What you will do:
Determine how many lines below contain the word "Null", then write that number by itself.

[Input material]

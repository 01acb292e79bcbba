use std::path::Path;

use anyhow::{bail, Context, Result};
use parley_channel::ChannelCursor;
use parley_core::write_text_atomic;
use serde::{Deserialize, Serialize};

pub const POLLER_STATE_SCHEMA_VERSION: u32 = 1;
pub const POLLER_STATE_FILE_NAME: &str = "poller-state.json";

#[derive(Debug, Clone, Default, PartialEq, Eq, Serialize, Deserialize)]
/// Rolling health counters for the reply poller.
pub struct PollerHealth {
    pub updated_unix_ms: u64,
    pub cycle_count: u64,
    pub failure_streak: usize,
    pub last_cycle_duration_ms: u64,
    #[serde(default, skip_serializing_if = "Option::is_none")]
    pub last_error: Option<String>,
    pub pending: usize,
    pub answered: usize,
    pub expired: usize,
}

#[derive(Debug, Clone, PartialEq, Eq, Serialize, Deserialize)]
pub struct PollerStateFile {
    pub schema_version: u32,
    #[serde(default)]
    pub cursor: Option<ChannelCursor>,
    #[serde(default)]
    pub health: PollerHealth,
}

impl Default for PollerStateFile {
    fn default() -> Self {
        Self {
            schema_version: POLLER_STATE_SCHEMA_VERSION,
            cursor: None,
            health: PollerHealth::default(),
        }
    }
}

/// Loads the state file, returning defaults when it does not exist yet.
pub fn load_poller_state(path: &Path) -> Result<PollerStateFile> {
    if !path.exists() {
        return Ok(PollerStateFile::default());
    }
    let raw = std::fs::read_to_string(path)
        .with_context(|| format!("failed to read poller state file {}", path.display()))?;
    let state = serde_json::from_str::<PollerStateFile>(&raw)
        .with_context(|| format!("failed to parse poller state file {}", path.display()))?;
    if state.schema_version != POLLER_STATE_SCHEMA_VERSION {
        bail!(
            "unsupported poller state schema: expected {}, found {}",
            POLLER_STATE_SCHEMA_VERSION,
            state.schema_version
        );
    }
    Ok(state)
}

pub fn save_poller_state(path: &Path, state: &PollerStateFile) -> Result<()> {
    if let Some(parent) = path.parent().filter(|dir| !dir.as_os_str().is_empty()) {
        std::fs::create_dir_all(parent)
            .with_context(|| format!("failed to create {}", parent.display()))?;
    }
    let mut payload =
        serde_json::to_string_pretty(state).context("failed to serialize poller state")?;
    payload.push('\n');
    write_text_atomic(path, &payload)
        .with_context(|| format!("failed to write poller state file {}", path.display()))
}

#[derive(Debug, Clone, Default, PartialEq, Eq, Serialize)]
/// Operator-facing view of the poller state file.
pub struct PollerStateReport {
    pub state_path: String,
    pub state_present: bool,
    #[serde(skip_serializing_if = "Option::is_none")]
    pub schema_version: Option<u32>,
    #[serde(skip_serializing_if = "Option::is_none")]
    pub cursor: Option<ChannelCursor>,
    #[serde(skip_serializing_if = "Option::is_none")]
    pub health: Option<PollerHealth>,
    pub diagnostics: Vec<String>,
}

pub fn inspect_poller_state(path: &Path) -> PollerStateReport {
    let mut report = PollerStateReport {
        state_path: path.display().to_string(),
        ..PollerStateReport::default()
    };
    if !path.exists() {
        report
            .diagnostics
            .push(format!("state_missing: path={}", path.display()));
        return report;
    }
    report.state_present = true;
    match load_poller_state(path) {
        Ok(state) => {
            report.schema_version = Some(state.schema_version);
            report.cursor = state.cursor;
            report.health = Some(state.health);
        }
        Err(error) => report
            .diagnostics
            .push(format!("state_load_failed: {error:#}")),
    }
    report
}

[/Input material]
[Input material]

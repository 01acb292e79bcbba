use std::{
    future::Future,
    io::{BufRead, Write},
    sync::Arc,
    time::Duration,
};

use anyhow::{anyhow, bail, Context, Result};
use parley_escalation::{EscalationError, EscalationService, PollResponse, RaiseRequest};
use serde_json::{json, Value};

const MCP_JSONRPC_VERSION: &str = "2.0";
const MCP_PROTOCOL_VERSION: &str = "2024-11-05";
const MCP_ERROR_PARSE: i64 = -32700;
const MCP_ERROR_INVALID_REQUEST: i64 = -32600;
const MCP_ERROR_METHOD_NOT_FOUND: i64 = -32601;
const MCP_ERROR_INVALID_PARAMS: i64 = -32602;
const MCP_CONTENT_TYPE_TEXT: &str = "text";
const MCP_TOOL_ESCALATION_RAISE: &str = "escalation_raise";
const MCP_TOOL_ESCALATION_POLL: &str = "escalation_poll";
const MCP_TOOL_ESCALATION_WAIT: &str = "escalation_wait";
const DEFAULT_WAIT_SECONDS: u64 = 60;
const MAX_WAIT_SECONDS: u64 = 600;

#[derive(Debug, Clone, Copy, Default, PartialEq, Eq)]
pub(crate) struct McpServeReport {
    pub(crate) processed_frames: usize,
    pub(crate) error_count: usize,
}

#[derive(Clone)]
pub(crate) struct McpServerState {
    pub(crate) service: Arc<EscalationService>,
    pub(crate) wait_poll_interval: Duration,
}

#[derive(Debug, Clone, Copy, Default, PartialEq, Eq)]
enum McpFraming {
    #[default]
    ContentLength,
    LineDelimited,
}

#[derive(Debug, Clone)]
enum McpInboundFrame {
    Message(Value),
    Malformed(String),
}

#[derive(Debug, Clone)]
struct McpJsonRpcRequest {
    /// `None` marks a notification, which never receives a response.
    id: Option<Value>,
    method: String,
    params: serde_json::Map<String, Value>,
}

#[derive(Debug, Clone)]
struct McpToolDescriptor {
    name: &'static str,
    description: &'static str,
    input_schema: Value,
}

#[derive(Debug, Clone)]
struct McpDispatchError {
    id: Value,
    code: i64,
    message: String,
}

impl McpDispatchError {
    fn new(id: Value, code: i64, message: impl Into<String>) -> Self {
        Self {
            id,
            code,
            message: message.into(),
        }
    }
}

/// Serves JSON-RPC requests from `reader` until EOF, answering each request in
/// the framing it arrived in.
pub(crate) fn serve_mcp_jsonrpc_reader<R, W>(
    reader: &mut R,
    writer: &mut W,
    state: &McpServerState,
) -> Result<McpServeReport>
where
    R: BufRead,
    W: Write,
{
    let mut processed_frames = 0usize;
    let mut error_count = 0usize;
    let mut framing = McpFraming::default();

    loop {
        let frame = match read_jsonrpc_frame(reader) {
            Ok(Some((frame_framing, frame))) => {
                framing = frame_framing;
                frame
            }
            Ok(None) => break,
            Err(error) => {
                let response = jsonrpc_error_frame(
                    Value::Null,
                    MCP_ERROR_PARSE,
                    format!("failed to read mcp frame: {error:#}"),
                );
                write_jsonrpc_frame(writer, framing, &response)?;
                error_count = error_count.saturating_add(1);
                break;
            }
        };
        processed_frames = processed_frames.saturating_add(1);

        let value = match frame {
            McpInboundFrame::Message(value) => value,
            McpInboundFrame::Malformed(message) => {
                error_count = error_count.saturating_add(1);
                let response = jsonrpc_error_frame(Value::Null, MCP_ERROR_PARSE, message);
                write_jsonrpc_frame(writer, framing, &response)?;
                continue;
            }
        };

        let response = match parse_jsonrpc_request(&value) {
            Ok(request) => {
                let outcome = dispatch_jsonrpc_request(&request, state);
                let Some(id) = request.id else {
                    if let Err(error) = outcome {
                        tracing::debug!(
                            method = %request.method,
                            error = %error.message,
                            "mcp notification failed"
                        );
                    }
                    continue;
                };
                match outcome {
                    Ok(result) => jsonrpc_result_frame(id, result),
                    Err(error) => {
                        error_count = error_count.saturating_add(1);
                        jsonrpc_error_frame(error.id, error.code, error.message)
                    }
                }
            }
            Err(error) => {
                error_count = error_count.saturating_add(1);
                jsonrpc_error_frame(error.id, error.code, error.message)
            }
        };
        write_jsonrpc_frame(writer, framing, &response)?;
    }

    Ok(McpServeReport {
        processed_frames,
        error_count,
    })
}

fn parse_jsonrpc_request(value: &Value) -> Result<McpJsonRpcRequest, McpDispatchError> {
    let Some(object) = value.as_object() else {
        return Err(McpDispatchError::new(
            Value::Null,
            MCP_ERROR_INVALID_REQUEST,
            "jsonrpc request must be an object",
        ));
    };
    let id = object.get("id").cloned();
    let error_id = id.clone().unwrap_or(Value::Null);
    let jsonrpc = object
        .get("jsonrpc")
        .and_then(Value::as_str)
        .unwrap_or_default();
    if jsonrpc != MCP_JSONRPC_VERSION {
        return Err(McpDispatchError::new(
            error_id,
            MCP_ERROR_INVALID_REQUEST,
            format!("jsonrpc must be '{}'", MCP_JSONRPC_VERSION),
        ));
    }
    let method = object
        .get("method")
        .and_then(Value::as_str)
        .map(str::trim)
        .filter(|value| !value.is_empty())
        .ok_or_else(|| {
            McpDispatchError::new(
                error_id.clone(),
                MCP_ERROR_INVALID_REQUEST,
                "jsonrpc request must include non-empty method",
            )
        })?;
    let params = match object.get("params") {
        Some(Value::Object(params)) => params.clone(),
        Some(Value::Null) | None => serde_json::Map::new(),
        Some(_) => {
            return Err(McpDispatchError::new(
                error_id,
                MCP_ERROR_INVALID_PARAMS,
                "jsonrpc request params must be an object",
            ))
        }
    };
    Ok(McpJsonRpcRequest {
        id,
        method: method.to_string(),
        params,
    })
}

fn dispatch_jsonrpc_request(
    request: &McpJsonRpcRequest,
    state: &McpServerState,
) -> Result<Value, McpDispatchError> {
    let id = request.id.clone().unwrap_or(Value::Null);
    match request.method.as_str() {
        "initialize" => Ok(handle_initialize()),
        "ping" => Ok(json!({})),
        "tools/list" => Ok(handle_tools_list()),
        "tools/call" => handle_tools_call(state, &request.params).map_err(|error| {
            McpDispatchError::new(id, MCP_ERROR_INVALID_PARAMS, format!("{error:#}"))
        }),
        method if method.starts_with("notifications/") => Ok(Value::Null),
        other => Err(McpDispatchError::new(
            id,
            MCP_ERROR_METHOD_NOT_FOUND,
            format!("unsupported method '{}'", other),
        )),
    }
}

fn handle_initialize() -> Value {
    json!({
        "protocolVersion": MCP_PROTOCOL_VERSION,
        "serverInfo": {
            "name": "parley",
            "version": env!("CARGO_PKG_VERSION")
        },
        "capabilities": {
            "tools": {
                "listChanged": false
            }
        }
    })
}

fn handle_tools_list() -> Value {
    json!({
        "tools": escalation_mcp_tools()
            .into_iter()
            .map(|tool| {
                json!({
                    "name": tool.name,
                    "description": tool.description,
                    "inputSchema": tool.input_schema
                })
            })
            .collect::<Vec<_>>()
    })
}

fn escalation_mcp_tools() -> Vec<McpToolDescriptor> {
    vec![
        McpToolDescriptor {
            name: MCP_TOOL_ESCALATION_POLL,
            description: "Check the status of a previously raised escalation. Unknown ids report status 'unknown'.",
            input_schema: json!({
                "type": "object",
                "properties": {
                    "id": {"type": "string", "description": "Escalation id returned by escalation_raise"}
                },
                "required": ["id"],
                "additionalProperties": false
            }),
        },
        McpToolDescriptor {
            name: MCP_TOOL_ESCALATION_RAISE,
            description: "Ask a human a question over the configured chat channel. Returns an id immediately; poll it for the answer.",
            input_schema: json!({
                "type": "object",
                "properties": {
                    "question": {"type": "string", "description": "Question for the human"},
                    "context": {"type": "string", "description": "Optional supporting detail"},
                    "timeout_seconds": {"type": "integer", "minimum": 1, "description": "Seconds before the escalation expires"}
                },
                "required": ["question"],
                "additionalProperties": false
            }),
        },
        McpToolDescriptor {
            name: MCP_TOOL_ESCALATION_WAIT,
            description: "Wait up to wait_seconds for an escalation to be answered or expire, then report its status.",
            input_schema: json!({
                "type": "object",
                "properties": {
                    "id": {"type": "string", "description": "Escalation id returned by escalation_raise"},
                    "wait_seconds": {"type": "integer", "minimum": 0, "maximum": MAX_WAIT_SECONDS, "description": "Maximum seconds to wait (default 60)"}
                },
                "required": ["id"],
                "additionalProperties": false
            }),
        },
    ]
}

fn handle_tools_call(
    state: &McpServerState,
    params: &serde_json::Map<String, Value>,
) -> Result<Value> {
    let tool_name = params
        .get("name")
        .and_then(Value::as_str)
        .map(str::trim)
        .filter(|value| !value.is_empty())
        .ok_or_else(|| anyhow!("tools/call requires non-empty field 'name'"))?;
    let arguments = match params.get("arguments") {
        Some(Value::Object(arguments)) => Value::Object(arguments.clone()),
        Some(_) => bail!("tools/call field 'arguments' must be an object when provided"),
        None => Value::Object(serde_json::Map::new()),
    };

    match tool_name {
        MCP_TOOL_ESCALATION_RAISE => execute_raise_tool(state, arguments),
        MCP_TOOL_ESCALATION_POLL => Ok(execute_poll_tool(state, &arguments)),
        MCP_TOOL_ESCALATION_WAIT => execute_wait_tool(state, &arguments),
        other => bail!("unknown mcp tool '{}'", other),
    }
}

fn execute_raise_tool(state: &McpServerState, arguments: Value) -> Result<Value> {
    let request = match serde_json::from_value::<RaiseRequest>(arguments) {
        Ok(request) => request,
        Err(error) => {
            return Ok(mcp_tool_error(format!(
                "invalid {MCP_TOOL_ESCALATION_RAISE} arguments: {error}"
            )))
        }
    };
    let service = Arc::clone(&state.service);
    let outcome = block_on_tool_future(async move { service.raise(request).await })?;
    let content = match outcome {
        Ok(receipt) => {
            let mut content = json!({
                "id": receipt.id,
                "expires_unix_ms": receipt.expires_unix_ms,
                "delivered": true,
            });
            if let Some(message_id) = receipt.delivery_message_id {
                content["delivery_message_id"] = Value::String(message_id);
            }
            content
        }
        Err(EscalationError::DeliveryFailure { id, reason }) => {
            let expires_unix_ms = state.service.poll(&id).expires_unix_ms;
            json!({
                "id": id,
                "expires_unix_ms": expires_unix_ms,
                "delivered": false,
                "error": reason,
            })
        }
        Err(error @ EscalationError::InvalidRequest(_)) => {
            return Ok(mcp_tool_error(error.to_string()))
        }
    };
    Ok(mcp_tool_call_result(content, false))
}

[/Input material]

Answer box:
7